- **Task**
What is the count of lines in the listing below that hold the string "never"? Reply with that number alone.

-- Records to process follows --

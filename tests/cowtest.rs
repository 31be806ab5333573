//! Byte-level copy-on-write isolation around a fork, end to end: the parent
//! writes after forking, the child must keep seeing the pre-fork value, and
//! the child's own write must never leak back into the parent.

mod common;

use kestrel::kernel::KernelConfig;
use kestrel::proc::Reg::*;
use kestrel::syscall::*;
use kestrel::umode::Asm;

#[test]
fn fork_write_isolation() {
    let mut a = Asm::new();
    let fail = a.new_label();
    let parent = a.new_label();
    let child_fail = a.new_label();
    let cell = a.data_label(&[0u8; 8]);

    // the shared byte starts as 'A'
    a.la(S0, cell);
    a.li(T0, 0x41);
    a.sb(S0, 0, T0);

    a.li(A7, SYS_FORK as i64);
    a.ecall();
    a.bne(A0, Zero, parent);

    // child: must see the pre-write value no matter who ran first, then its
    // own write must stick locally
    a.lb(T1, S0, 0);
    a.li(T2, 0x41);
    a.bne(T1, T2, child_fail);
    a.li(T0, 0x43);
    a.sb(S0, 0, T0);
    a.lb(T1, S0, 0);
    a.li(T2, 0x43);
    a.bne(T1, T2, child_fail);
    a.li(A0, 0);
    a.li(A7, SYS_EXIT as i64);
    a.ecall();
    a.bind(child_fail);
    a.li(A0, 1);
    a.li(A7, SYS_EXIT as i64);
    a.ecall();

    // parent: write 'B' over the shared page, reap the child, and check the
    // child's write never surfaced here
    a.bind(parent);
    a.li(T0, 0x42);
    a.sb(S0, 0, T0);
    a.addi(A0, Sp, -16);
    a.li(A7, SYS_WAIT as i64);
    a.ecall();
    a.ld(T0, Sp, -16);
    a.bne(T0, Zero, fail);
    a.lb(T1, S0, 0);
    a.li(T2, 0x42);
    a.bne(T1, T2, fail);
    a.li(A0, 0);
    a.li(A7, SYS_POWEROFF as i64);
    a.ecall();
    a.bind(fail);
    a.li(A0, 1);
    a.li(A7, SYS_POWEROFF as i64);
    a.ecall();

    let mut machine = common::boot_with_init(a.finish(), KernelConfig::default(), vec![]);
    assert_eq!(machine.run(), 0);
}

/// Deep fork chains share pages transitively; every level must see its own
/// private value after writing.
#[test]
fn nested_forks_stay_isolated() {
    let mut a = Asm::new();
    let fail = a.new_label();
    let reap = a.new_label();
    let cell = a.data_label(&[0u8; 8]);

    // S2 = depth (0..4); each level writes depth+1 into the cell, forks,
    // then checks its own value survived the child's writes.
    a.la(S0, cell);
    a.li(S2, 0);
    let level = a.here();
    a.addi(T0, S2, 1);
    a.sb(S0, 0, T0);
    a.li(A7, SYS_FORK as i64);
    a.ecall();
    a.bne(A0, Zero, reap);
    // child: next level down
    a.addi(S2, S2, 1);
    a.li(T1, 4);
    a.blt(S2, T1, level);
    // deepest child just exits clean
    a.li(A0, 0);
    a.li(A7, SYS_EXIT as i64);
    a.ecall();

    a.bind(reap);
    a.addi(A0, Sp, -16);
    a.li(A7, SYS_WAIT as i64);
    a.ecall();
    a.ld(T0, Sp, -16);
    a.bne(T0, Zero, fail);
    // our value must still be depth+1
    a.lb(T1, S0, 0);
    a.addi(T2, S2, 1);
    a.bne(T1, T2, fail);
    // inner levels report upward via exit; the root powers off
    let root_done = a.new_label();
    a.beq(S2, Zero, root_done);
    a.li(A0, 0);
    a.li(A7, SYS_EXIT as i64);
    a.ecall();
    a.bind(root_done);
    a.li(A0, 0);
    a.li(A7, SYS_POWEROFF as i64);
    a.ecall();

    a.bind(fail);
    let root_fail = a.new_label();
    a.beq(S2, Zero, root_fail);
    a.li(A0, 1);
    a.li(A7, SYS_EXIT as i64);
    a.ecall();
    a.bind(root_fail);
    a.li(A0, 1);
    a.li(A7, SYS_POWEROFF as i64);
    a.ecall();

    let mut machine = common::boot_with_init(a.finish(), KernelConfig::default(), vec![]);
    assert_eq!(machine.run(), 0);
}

-- Records to process concluded --

- **Exercise solution**
2